> _EXERCISE OBJECTIVE_
Write out all of the listing exactly. Add nothing to it.

> _MATERIAL PROVIDED_
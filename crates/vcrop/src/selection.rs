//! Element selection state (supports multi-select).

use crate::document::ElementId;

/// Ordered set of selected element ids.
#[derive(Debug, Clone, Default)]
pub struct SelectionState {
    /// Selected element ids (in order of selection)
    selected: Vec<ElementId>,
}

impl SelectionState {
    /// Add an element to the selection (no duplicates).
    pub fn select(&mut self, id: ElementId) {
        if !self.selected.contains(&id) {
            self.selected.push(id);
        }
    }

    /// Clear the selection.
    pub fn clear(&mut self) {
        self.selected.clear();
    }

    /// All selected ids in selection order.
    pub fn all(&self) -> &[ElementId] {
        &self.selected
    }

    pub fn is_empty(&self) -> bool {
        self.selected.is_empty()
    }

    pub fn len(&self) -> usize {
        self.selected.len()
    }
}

> _TASK RESPONSE_
filename crates/vcrop/src/selection.rs
//! Element selection state (supports multi-select).

use crate::document::ElementId;

/// Ordered set of selected element ids.
#[derive(Debug, Clone, Default)]
pub struct SelectionState {
    /// Selected element ids (in order of selection)
    selected: Vec<ElementId>,
}

impl SelectionState {
    /// Add an element to the selection (no duplicates).
    pub fn select(&mut self, id: ElementId) {
        if !self.selected.contains(&id) {
            self.selected.push(id);
        }
    }

    /// Clear the selection.
    pub fn clear(&mut self) {
        self.selected.clear();
    }

    /// All selected ids in selection order.
    pub fn all(&self) -> &[ElementId] {
        &self.selected
    }

    pub fn is_empty(&self) -> bool {
        self.selected.is_empty()
    }

    pub fn len(&self) -> usize {
        self.selected.len()
    }
}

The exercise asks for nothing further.